Getting To Know Our Ancestors

By Joanna Newman

“It is in the family that we learn to share-
meals, space, laughter, tears”
Beth Mende Conny

Thompson Family Sketches

Zoya Fansler’s Interview with her
Grandmother, Lillian “Judy” Thompson Hall
b. July 7, 1914

An observation before we begin…

One of the wonderful things about family stories, is that by reading several viewpoints you get a picture with more depth, than we get with just one viewpoint. I hope to include as many of these viewpoints on family issues and members as possible. It is good to remember here, that each of us have a point of view. You may agree or disagree, but we benefit much by multiple opinions. Our understanding of our ancestors deepen as we read various accounts of their lives.

This is a paper created by a cousin, Zoya Fansler, to whom we owe much thanks. And we also thank her for sharing this interview with her Grandmother, Lillian “Judy” Thompson Hall.

My Aunt “Judy” has always been a wonderful lady, and I had many great times visiting her home in West Virginia. Her three daughters were favorite cousins of mine.
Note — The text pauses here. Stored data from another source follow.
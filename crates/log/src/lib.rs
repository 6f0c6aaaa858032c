//! Process-wide leveled logging.
//!
//! Configuration lives in atomics so callers anywhere in the workspace can
//! log without threading a handle around. Output goes to stderr as text or
//! JSON lines; an optional bounded capture ring lets tests assert on
//! emitted messages.

use std::collections::VecDeque;
use std::fmt;
use std::io::{self, Write};
use std::sync::atomic::{AtomicBool, AtomicU8, AtomicUsize, Ordering};
use std::sync::{Mutex, OnceLock};
use std::time::{SystemTime, UNIX_EPOCH};

use serde_json::json;

#[derive(Clone, Copy, Debug, Eq, PartialEq, Ord, PartialOrd)]
pub enum Level {
    Error = 1,
    Warn = 2,
    Info = 3,
    Debug = 4,
}

impl Level {
    pub fn as_str(self) -> &'static str {
        match self {
            Self::Error => "ERROR",
            Self::Warn => "WARN",
            Self::Info => "INFO",
            Self::Debug => "DEBUG",
        }
    }

    pub fn parse(raw: &str) -> Option<Self> {
        match raw.trim().to_ascii_lowercase().as_str() {
            "error" => Some(Self::Error),
            "warn" | "warning" => Some(Self::Warn),
            "info" => Some(Self::Info),
            "debug" => Some(Self::Debug),
            _ => None,
        }
    }
}

#[derive(Clone, Copy, Debug, Eq, PartialEq)]
pub enum Format {
    Text = 0,
    Json = 1,
}

static LOG_LEVEL: AtomicU8 = AtomicU8::new(Level::Info as u8);
static LOG_FORMAT: AtomicU8 = AtomicU8::new(Format::Text as u8);
static LOG_STDERR_ENABLED: AtomicBool = AtomicBool::new(true);

#[derive(Clone, Debug)]
pub struct CapturedLog {
    pub ts_ms: u64,
    pub level: Level,
    pub target: &'static str,
    pub msg: String,
}

static LOG_CAPTURE_ENABLED: AtomicBool = AtomicBool::new(false);
static LOG_CAPTURE_CAPACITY: AtomicUsize = AtomicUsize::new(0);
static LOG_CAPTURE: OnceLock<Mutex<VecDeque<CapturedLog>>> = OnceLock::new();

pub fn set_level(level: Level) {
    LOG_LEVEL.store(level as u8, Ordering::Relaxed);
}

pub fn set_format(format: Format) {
    LOG_FORMAT.store(format as u8, Ordering::Relaxed);
}

pub fn set_stderr_enabled(enabled: bool) {
    LOG_STDERR_ENABLED.store(enabled, Ordering::Relaxed);
}

pub fn enable_capture(capacity: usize) {
    if capacity == 0 {
        disable_capture();
        return;
    }
    LOG_CAPTURE_CAPACITY.store(capacity, Ordering::Relaxed);
    LOG_CAPTURE.get_or_init(|| Mutex::new(VecDeque::with_capacity(capacity.min(4096))));
    LOG_CAPTURE_ENABLED.store(true, Ordering::Relaxed);
}

pub fn disable_capture() {
    LOG_CAPTURE_ENABLED.store(false, Ordering::Relaxed);
}

pub fn clear_captured_logs() {
    if let Some(buf) = LOG_CAPTURE.get() {
        if let Ok(mut guard) = buf.lock() {
            guard.clear();
        }
    }
}

pub fn capture_snapshot(limit: usize) -> Vec<CapturedLog> {
    let Some(buf) = LOG_CAPTURE.get() else {
        return Vec::new();
    };
    let Ok(guard) = buf.lock() else {
        return Vec::new();
    };
    let start = guard.len().saturating_sub(limit);
    guard.iter().skip(start).cloned().collect()
}

pub fn enabled(level: Level) -> bool {
    level as u8 <= LOG_LEVEL.load(Ordering::Relaxed)
}

pub fn log(
    level: Level,
    target: &'static str,
    file: &'static str,
    line: u32,
    args: fmt::Arguments<'_>,
) {
    if !enabled(level) {
        return;
    }

    let now = SystemTime::now()
        .duration_since(UNIX_EPOCH)
        .unwrap_or_default();
    let ts_ms: u64 = now.as_millis().try_into().unwrap_or(u64::MAX);
    let capture_enabled = LOG_CAPTURE_ENABLED.load(Ordering::Relaxed);
    let format = match LOG_FORMAT.load(Ordering::Relaxed) {
        1 => Format::Json,
        _ => Format::Text,
    };
    let msg = if matches!(format, Format::Json) || capture_enabled {
        Some(args.to_string())
    } else {
        None
    };

    if LOG_STDERR_ENABLED.load(Ordering::Relaxed) {
        let mut out = io::stderr().lock();
        match format {
            Format::Text => {
                let ts = Timestamp {
                    unix_seconds: now.as_secs(),
                    millis: now.subsec_millis(),
                };
                let _ = write!(out, "{ts} {} {}: ", level.as_str(), target);
                let _ = writeln!(out, "{args}");
            }
            Format::Json => {
                let record = json!({
                    "ts_ms": ts_ms,
                    "level": level.as_str(),
                    "target": target,
                    "file": file,
                    "line": line,
                    "msg": msg.as_deref().unwrap_or_default(),
                });
                let _ = writeln!(out, "{record}");
            }
        }
    }

    if capture_enabled {
        let Some(buf) = LOG_CAPTURE.get() else {
            return;
        };
        let Ok(mut guard) = buf.lock() else {
            return;
        };
        let cap = LOG_CAPTURE_CAPACITY.load(Ordering::Relaxed);
        if cap == 0 {
            return;
        }
        guard.push_back(CapturedLog {
            ts_ms,
            level,
            target,
            msg: msg.unwrap_or_default(),
        });
        while guard.len() > cap {
            let _ = guard.pop_front();
        }
    }
}

#[macro_export]
macro_rules! log_at {
    ($level:expr, $($arg:tt)*) => {{
        if $crate::enabled($level) {
            $crate::log($level, module_path!(), file!(), line!(), format_args!($($arg)*));
        }
    }};
}

#[macro_export]
macro_rules! log_error {
    ($($arg:tt)*) => {{
        $crate::log_at!($crate::Level::Error, $($arg)*);
    }};
}

#[macro_export]
macro_rules! log_warn {
    ($($arg:tt)*) => {{
        $crate::log_at!($crate::Level::Warn, $($arg)*);
    }};
}

#[macro_export]
macro_rules! log_info {
    ($($arg:tt)*) => {{
        $crate::log_at!($crate::Level::Info, $($arg)*);
    }};
}

#[macro_export]
macro_rules! log_debug {
    ($($arg:tt)*) => {{
        $crate::log_at!($crate::Level::Debug, $($arg)*);
    }};
}

struct Timestamp {
    unix_seconds: u64,
    millis: u32,
}

impl fmt::Display for Timestamp {
    fn fmt(&self, f: &mut fmt::Formatter<'_>) -> fmt::Result {
        const SECS_PER_DAY: u64 = 86_400;
        let days = (self.unix_seconds / SECS_PER_DAY) as i64;
        let secs_of_day = self.unix_seconds % SECS_PER_DAY;
        let hour = secs_of_day / 3600;
        let minute = (secs_of_day % 3600) / 60;
        let second = secs_of_day % 60;
        let (year, month, day) = civil_from_days(days);
        write!(
            f,
            "{year:04}-{month:02}-{day:02}T{hour:02}:{minute:02}:{second:02}.{millis:03}Z",
            millis = self.millis
        )
    }
}

fn civil_from_days(days_since_unix_epoch: i64) -> (i32, u32, u32) {
    // From Howard Hinnant's "civil_from_days" algorithm (public domain).
    let z = days_since_unix_epoch + 719_468;
    let era = if z >= 0 { z } else { z - 146_096 } / 146_097;
    let doe = (z - era * 146_097) as u32;
    let yoe = (doe - doe / 1460 + doe / 36_524 - doe / 146_096) / 365;
    let y = (yoe as i32) + (era as i32) * 400;
    let doy = doe - (365 * yoe + yoe / 4 - yoe / 100);
    let mp = (5 * doy + 2) / 153;
    let d = doy - (153 * mp + 2) / 5 + 1;
    let m = if mp < 10 { mp + 3 } else { mp - 9 };
    let year = y + if m <= 2 { 1 } else { 0 };
    (year, m, d)
}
Ann, Kay, and Zoya’a mother, Sherry Hall Fansler. My thanks for many wonderful memories, go out to all these people, and to Zoya for sharing this insight on her Grandmother’s view of past events! Great work Zoya!

Oral History Project

by Zoya Fansler
Spring 1990

“I have a picture here….I might have showed you. Mary is on Daddy’s lap, in a rocking chair. Mom’s holding Cletis on her lap in a rocking chair and Eunice is standing with a foot on each rocking chair between the two chairs….I have a bunch of the old pictures. And see, you weren’t really old enough to be interested before, but I know you’re gonna enjoy them.”

-from and interview with my grandmother,
Lillian Thompson Hall

I learned so much about my grandmother and her times by interviewing her for this oral history assignment. Yet, the most important thing I learned was how little I really know. I knew she had been born and raised in West Virginia. The names of her brothers and sisters were familiar to me, and I had heard some of the funny and tragic stories of her growing up. However, her descriptions of Christmas parties and Fourth-of-July picnics, among others, were new to me. Just as touching were her accounts of time spent with family members, of listening to her sisters play duets on ther piano, or of telling jokes with siblings. Also surprising were her many stories concerning sexism that she has experienced and her views on politics, sex, and the women’s rights movement. I expect to see those pictures she mentioned soon and to hear a lot more stories. What follows is what I know about her life so far.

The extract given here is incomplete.